The show is free to the public, and people can register for the ride or car show at Recovery Ride and Car Show.
Phoenix Programs serve individuals and their families who seek support and recovery from alcohol or drug addiction. The journey to overcome drug or alcohol addiction is a difficult path. The recovery process takes time, effort, willpower and support.
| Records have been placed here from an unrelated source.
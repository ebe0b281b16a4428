//! Input validation for source text and card fields.
//!
//! All checks run on trimmed input and are performed client-side before any
//! network call. Messages are user-facing and name the violated bound.

use serde::{Deserialize, Serialize};

/// Minimum trimmed length of source text submitted for generation.
pub const SOURCE_TEXT_MIN_CHARS: usize = 1000;
/// Maximum trimmed length of source text submitted for generation.
pub const SOURCE_TEXT_MAX_CHARS: usize = 10000;
/// Maximum length of a card's front text.
pub const FRONT_MAX_CHARS: usize = 200;
/// Maximum length of a card's back text.
pub const BACK_MAX_CHARS: usize = 500;

/// Which side of a card a value belongs to.
#[derive(Debug, Clone, Copy, PartialEq, Eq, Serialize, Deserialize)]
#[serde(rename_all = "snake_case")]
pub enum CardField {
    Front,
    Back,
}

impl CardField {
    fn label(&self) -> &'static str {
        match self {
            Self::Front => "Front",
            Self::Back => "Back",
        }
    }

    fn max_chars(&self) -> usize {
        match self {
            Self::Front => FRONT_MAX_CHARS,
            Self::Back => BACK_MAX_CHARS,
        }
    }
}

/// Validation result for source text, derived entirely from the text.
#[derive(Debug, Clone, PartialEq, Eq, Serialize, Deserialize)]
pub struct SourceTextValidation {
    pub char_count: usize,
    pub is_valid: bool,
    #[serde(skip_serializing_if = "Option::is_none")]
    pub error: Option<String>,
}

/// Validate source text against the generation length bounds.
///
/// `char_count` is the character count of the trimmed text.
pub fn validate_source_text(text: &str) -> SourceTextValidation {
    let char_count = text.trim().chars().count();

    let error = if char_count == 0 {
        Some("Source text is required".to_string())
    } else if char_count < SOURCE_TEXT_MIN_CHARS {
        Some(format!(
            "Source text must be at least {} characters (currently {})",
            SOURCE_TEXT_MIN_CHARS, char_count
        ))
    } else if char_count > SOURCE_TEXT_MAX_CHARS {
        Some(format!(
            "Source text must not exceed {} characters (currently {})",
            SOURCE_TEXT_MAX_CHARS, char_count
        ))
    } else {
        None
    };

    SourceTextValidation {
        char_count,
        is_valid: error.is_none(),
        error,
    }
}

/// Validate one card field, returning a message when invalid.
pub fn validate_proposal_field(value: &str, field: CardField) -> Option<String> {
    let trimmed = value.trim();

    if trimmed.is_empty() {
        return Some(format!("{} text is required", field.label()));
    }
    if trimmed.chars().count() > field.max_chars() {
        return Some(format!(
            "{} text must not exceed {} characters",
            field.label(),
            field.max_chars()
        ));
    }

    None
}
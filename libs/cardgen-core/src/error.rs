//! Error types for cardgen-core.

use thiserror::Error;

/// Result type alias using SessionError.
pub type Result<T> = std::result::Result<T, SessionError>;

/// Errors raised when a session operation is invoked in the wrong state.
#[derive(Debug, Error, PartialEq, Eq)]
pub enum SessionError {
    #[error("proposal index {0} out of bounds")]
    IndexOutOfBounds(usize),

    #[error("a batch save is already in progress")]
    SaveInProgress,

    #[error("no saveable proposals")]
    NothingToSave,

    #[error("source text does not meet the length requirements")]
    InvalidSourceText,

    #[error("no generation is loaded")]
    NoGeneration,

    #[error("save item {0} is not in a retryable state")]
    NotRetryable(usize),
}
//! Core library for the AI flashcard generation pipeline.
//!
//! Provides:
//! - Source-text and card-field validation
//! - Proposal review transitions (accept/edit/reject) and status tallies
//! - The generation/review/save session state machine (pure transitions)
//! - Duplicate-detection key normalization
//! - Retry-After parsing and elapsed-time formatting
//!
//! Everything here is synchronous and I/O-free; the engine crate supplies
//! network calls, timers, and persistence.

pub mod dedup;
pub mod error;
pub mod review;
pub mod session;
pub mod timing;
pub mod types;
pub mod validation;

pub use dedup::{is_duplicate, normalize_flashcard_key};
pub use error::{Result, SessionError};
pub use review::{saveable_indices, FieldErrors, ProposalStatus, ProposalViewModel, StatusCounts};
pub use session::{GenerationFailure, GenerationPhase, ReviewSession, SourceTextState};
pub use timing::{format_elapsed_time, parse_retry_after, DEFAULT_RETRY_AFTER_SECS};
pub use types::{
    FailedCard, Flashcard, FlashcardSource, Generation, Proposal, SaveItemStatus,
    SaveProgressItem, SaveSummary,
};
pub use validation::{
    validate_proposal_field, validate_source_text, CardField, SourceTextValidation,
    BACK_MAX_CHARS, FRONT_MAX_CHARS, SOURCE_TEXT_MAX_CHARS, SOURCE_TEXT_MIN_CHARS,
};
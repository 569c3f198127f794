//! Source video retrieval into memory.

use std::path::PathBuf;

use tracing::debug;
use url::Url;

use crate::error::{MediaError, MediaResult};

/// Where a source locator points.
#[derive(Debug, Clone, PartialEq, Eq)]
pub enum SourceLocator {
    Remote(Url),
    Local(PathBuf),
}

impl SourceLocator {
    /// Classify `http(s)://`, `file://` and plain filesystem paths.
    pub fn parse(locator: &str) -> MediaResult<Self> {
        let locator = locator.trim();
        if locator.is_empty() {
            return Err(MediaError::download_failed("Empty source locator"));
        }

        match Url::parse(locator) {
            Ok(url) => match url.scheme() {
                "http" | "https" => Ok(SourceLocator::Remote(url)),
                "file" => url
                    .to_file_path()
                    .map(SourceLocator::Local)
                    .map_err(|_| MediaError::download_failed(format!("Invalid file URL: {}", locator))),
                // Windows drive letters parse as a one-letter scheme
                scheme if scheme.len() == 1 => Ok(SourceLocator::Local(PathBuf::from(locator))),
                scheme => Err(MediaError::download_failed(format!(
                    "Unsupported locator scheme: {}",
                    scheme
                ))),
            },
            Err(_) => Ok(SourceLocator::Local(PathBuf::from(locator))),
        }
    }
}

/// Fetch the whole source into a buffer. An empty body is an error.
pub async fn fetch_source(http: &reqwest::Client, locator: &str) -> MediaResult<Vec<u8>> {
    let bytes = match SourceLocator::parse(locator)? {
        SourceLocator::Remote(url) => {
            debug!(url = %url, "Fetching remote source");
            let response = http
                .get(url.clone())
                .send()
                .await
                .map_err(|e| MediaError::download_failed(format!("Request to {} failed: {}", url, e)))?;

            let status = response.status();
            if !status.is_success() {
                return Err(MediaError::download_failed(format!(
                    "Source returned HTTP {} for {}",
                    status.as_u16(),
                    url
                )));
            }

            response
                .bytes()
                .await
                .map_err(|e| MediaError::download_failed(format!("Reading body of {} failed: {}", url, e)))?
                .to_vec()
        }
        SourceLocator::Local(path) => {
            debug!(path = %path.display(), "Reading local source");
            match tokio::fs::read(&path).await {
                Ok(bytes) => bytes,
                Err(e) if e.kind() == std::io::ErrorKind::NotFound => {
                    return Err(MediaError::FileNotFound(path));
                }
                Err(e) => return Err(MediaError::Io(e)),
            }
        }
    };

    if bytes.is_empty() {
        return Err(MediaError::download_failed(format!("Source {} is empty", locator)));
    }

    Ok(bytes)
}
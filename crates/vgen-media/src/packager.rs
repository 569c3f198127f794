//! Output packaging: turn a finished artifact into a downloadable file.

use std::path::{Path, PathBuf};

use tracing::info;

use crate::error::{MediaError, MediaResult};

/// Name used when nothing better can be derived.
pub const DEFAULT_FILE_STEM: &str = "generated-video";
const VIDEO_EXTENSION: &str = "mp4";
const WATERMARK_SUFFIX: &str = "-watermarked";

/// Pick the output file name.
///
/// The preferred name wins as-is (sanitised, `.mp4` ensured). Otherwise the
/// stem comes from the locator's last path segment or [`DEFAULT_FILE_STEM`],
/// with `-watermarked` appended when the watermark was applied.
pub fn derive_file_name(preferred: Option<&str>, locator: &str, watermarked: bool) -> String {
    if let Some(name) = preferred.map(sanitize_file_name).filter(|n| !n.is_empty()) {
        return ensure_extension(name);
    }

    let stem = locator_stem(locator)
        .map(|s| sanitize_file_name(&s))
        .filter(|s| !s.is_empty())
        .unwrap_or_else(|| DEFAULT_FILE_STEM.to_string());

    if watermarked {
        format!("{}{}.{}", stem, WATERMARK_SUFFIX, VIDEO_EXTENSION)
    } else {
        format!("{}.{}", stem, VIDEO_EXTENSION)
    }
}

/// Keep `[A-Za-z0-9._-]`, map everything else to `_`, no leading dots.
pub fn sanitize_file_name(name: &str) -> String {
    let cleaned: String = name
        .trim()
        .chars()
        .map(|c| {
            if c.is_ascii_alphanumeric() || matches!(c, '.' | '_' | '-') {
                c
            } else {
                '_'
            }
        })
        .collect();
    cleaned.trim_start_matches('.').to_string()
}

fn ensure_extension(name: String) -> String {
    let has_mp4 = Path::new(&name)
        .extension()
        .is_some_and(|ext| ext.eq_ignore_ascii_case(VIDEO_EXTENSION));
    if has_mp4 {
        name
    } else {
        format!("{}.{}", name, VIDEO_EXTENSION)
    }
}

/// Last path segment of the locator without query, fragment or extension.
fn locator_stem(locator: &str) -> Option<String> {
    let path = match url::Url::parse(locator) {
        Ok(url) if url.scheme().len() > 1 => url.path().to_string(),
        _ => locator.to_string(),
    };

    let segment = path.rsplit(['/', '\\']).find(|s| !s.is_empty())?;
    let stem = Path::new(segment).file_stem()?.to_string_lossy().into_owned();
    (!stem.is_empty()).then_some(stem)
}

/// Writes artifacts into a download directory.
#[derive(Debug, Clone)]
pub struct OutputPackager {
    dir: PathBuf,
}

impl OutputPackager {
    pub fn new(dir: impl Into<PathBuf>) -> Self {
        Self { dir: dir.into() }
    }

    pub fn dir(&self) -> &Path {
        &self.dir
    }

    /// Write `data` as `file_name` inside the download directory.
    ///
    /// Bytes go to a temp file in the same directory first and are then
    /// persisted under the final name, replacing any existing file.
    pub async fn package(&self, data: Vec<u8>, file_name: &str) -> MediaResult<PathBuf> {
        let name = ensure_extension(sanitize_file_name(file_name));
        let name = if name == format!(".{}", VIDEO_EXTENSION) {
            format!("{}.{}", DEFAULT_FILE_STEM, VIDEO_EXTENSION)
        } else {
            name
        };
        let target = self.dir.join(&name);
        let dir = self.dir.clone();
        let size = data.len();

        let path = tokio::task::spawn_blocking(move || -> MediaResult<PathBuf> {
            use std::io::Write;

            std::fs::create_dir_all(&dir)?;
            let mut staging = tempfile::Builder::new()
                .prefix(".vgen-")
                .suffix(".part")
                .tempfile_in(&dir)?;
            staging.write_all(&data)?;
            staging.as_file().sync_all()?;
            staging.persist(&target).map_err(|e| MediaError::Io(e.error))?;
            Ok(target)
        })
        .await
        .map_err(|e| MediaError::internal(format!("Packaging task failed: {}", e)))??;

        info!(path = %path.display(), bytes = size, "Packaged output");
        Ok(path)
    }
}

#[cfg(test)]
mod tests {
    use super::*;

    #[test]
    fn test_preferred_name_wins() {
        assert_eq!(derive_file_name(Some("my clip"), "https://x/y/a.mp4", true), "my_clip.mp4");
        assert_eq!(derive_file_name(Some("final.MP4"), "", false), "final.MP4");
        assert_eq!(derive_file_name(Some("../../etc/passwd"), "", false), "_.._etc_passwd.mp4");
    }

    #[test]
    fn test_name_from_locator() {
        assert_eq!(
            derive_file_name(None, "https://cdn.example.com/out/abc123.mp4?sig=1", false),
            "abc123.mp4"
        );
        assert_eq!(
            derive_file_name(None, "https://cdn.example.com/out/abc123.mp4", true),
            "abc123-watermarked.mp4"
        );
        assert_eq!(derive_file_name(None, "/tmp/videos/local.mov", false), "local.mp4");
    }

    #[test]
    fn test_default_name() {
        assert_eq!(derive_file_name(None, "https://cdn.example.com/", false), "generated-video.mp4");
        assert_eq!(derive_file_name(Some("  "), "", true), "generated-video-watermarked.mp4");
    }

    #[test]
    fn test_sanitize() {
        assert_eq!(sanitize_file_name("a/b\\c:d"), "a_b_c_d");
        assert_eq!(sanitize_file_name("..hidden"), "hidden");
        assert_eq!(sanitize_file_name("ok-name_1.mp4"), "ok-name_1.mp4");
    }

    #[tokio::test]
    async fn test_package_writes_file() {
        let dir = tempfile::tempdir().unwrap();
        let packager = OutputPackager::new(dir.path().join("downloads"));

        let path = packager.package(b"video".to_vec(), "clip").await.unwrap();
        assert_eq!(path, dir.path().join("downloads").join("clip.mp4"));
        assert_eq!(std::fs::read(&path).unwrap(), b"video");

        // No staging files left behind
        let entries: Vec<_> = std::fs::read_dir(dir.path().join("downloads"))
            .unwrap()
            .collect();
        assert_eq!(entries.len(), 1);
    }

    #[tokio::test]
    async fn test_package_overwrites() {
        let dir = tempfile::tempdir().unwrap();
        let packager = OutputPackager::new(dir.path());

        packager.package(b"first".to_vec(), "same.mp4").await.unwrap();
        let path = packager.package(b"second".to_vec(), "same.mp4").await.unwrap();
        assert_eq!(std::fs::read(path).unwrap(), b"second");
    }
}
Often family and friends may not know how to help, or they have misperceptions on what the recovery process really means.
Here are the top five misperceptions of drug and alcohol addiction:
People with substance abuse issues are not bad people trying to get good, they are sick people trying to get well.
Bias toward people with substance abuse issues can create barriers to treatment and recovery. Family and friends can seek help themselves by learning more about how to support a loved one and advocate for effective treatment in order to eliminate those barriers.
People choose to use, and they can choose to quit. However, we now know that more than 90 percent of substance use disorders begin before the age of 21 — when human brains are most vulnerable to chemicals and they’re not developmentally able to fully consider consequences.
If people start using again, they weren’t ready for treatment. It turns out that substance use disorders are chronic health conditions. For many people, it takes more than one try to create a stable lifestyle in recovery.
Some people just have a high alcohol tolerance — they can drink a lot and it doesn’t mean they have a drinking problem. If you feel nothing after several drinks, though, you do have a problem. A casual drinker couldn’t drink a couple of six-packs without feeling very sick — if you’re doing this and feeling fine, you need help.